While traveling one day, they come across a covered bridge. It is gloomy and dark, lacking many windows. Dammit, however, is unaffected by its gloom and is in an unusually good mood. As they cross the bridge, they are stopped by a turnstile near the termination. Dammit bets the devil his head that he can leap over it. Before the narrator can reply, a cough alerts them to the presence of a little old man. The old man is interested in seeing if Dammit is capable of making such a leap and offers him a good running start. The narrator thinks that it is improper for an old man to push Dammit into making the attempt — "I don't care who the devil he is", he adds.

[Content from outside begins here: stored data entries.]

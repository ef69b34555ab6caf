// ============================================================================
// Structure : Setting
// ============================================================================
// Paramètre clé/valeur de la plateforme (frais, limites, ...)
//
// Les valeurs sont des strings opaques : leur signification et leur
// validation appartiennent au serveur.
// ============================================================================

use chrono::{DateTime, Utc};
use serde::{Deserialize, Serialize};

use crate::models::Record;

/// Paramètre de la plateforme
#[derive(Debug, Clone, PartialEq, Serialize, Deserialize)]
pub struct Setting {
    pub id: i64,

    pub key: String,

    /// Valeur brute (un nombre JSON est converti en string)
    #[serde(default, deserialize_with = "value_as_string")]
    pub value: String,

    #[serde(default)]
    pub updated_at: DateTime<Utc>,
}

fn value_as_string<'de, D>(deserializer: D) -> Result<String, D::Error>
where
    D: serde::Deserializer<'de>,
{
    let value = serde_json::Value::deserialize(deserializer)?;
    Ok(match value {
        serde_json::Value::String(s) => s,
        serde_json::Value::Null => String::new(),
        other => other.to_string(),
    })
}

impl Record for Setting {
    fn id(&self) -> i64 {
        self.id
    }

    fn status_key(&self) -> &str {
        ""
    }

    fn created_at(&self) -> DateTime<Utc> {
        self.updated_at
    }

    fn text_fields(&self) -> Vec<&str> {
        vec![self.key.as_str(), self.value.as_str()]
    }
}

#[cfg(test)]
mod tests {
    use super::*;

    #[test]
    fn test_numeric_value_as_string() {
        let s: Setting = serde_json::from_str(r#"{"id": 1, "key": "min_withdrawal", "value": 50}"#).unwrap();
        assert_eq!(s.value, "50");
    }
}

The narrator watches as Dammit makes a perfect jump, but directly above the turnstile he falls backwards. The old man quickly grabs something and limps away. The narrator, upon checking on his friend, sees that Dammit's head is gone ("what might be termed a serious injury"). He realizes that there is a sharp iron bar above the turnstile that severed his friend's head. The narrator sends for the "homeopathists", who "did not give him little enough physic, and what little they did give him he hesitated to take. So in the end he grew worse, and at length died". After the bill for his funeral expenses is left unpaid, the narrator has Dammit's body dug up and sold for dog meat.

==Analysis==
"Never Bet the Devil Your Head" is an attack on transcendentalism, which the narrator calls a "disease" afflicting Toby Dammit. The narrator, in fact, sends the bill for Dammit's funeral expenses to the transcendentalists, who refuse to pay because of their disbelief in evil. Dawn B. Sova describes the story as a response to transcendentalist critics writing for The Dial who accused Poe's fiction of lacking morality. Poe parodied this criticism by having the narrator go to absurd extremes to relate everything to morality. Despite specific mentions of transcendentalism and its flagship journal The Dial, Poe denied that he had any specific targets. Elsewhere, he certainly admitted a distaste for transcendentalists, whom he called "Frogpondians" after the pond on Boston Common. He ridiculed their writings in particular by calling them "metaphor-run," lapsing into "obscurity for obscurity's sake" or "mysticism for mysticism's sake." Poe once wrote in a letter to Thomas Holley Chivers that he did not dislike transcendentalists, "only the pretenders and sophists among them."

==Publication history==
The story was published in the September 1841 issue of Graham's Magazine as "Never Bet Your Head: A Moral Tale". Its republication in the August 16, 1845, issue of the Broadway Journal included its now-standard title "Never Bet the Devil Your Head". Noted Poe biographer Arthur Hobson Quinn dismissed the story, stating "it is a trifle."

==Adaptations==
"Never Bet the Devil Your Head" is the final segment (retitled "Toby Dammit") of the three-part Histoires extraordinaires (English title: Spirits of the Dead) (1968), directed by Federico Fellini.

"Never Bet the Devil Your Head" was adapted as a radio play for the CBS Radio Workshop in 1957. The cast features noted voice actors John Dehner as Mr. Poe, Daws Butler as Toby Dammit and Howard McNear as the Devil. The program is available on the Internet Archive.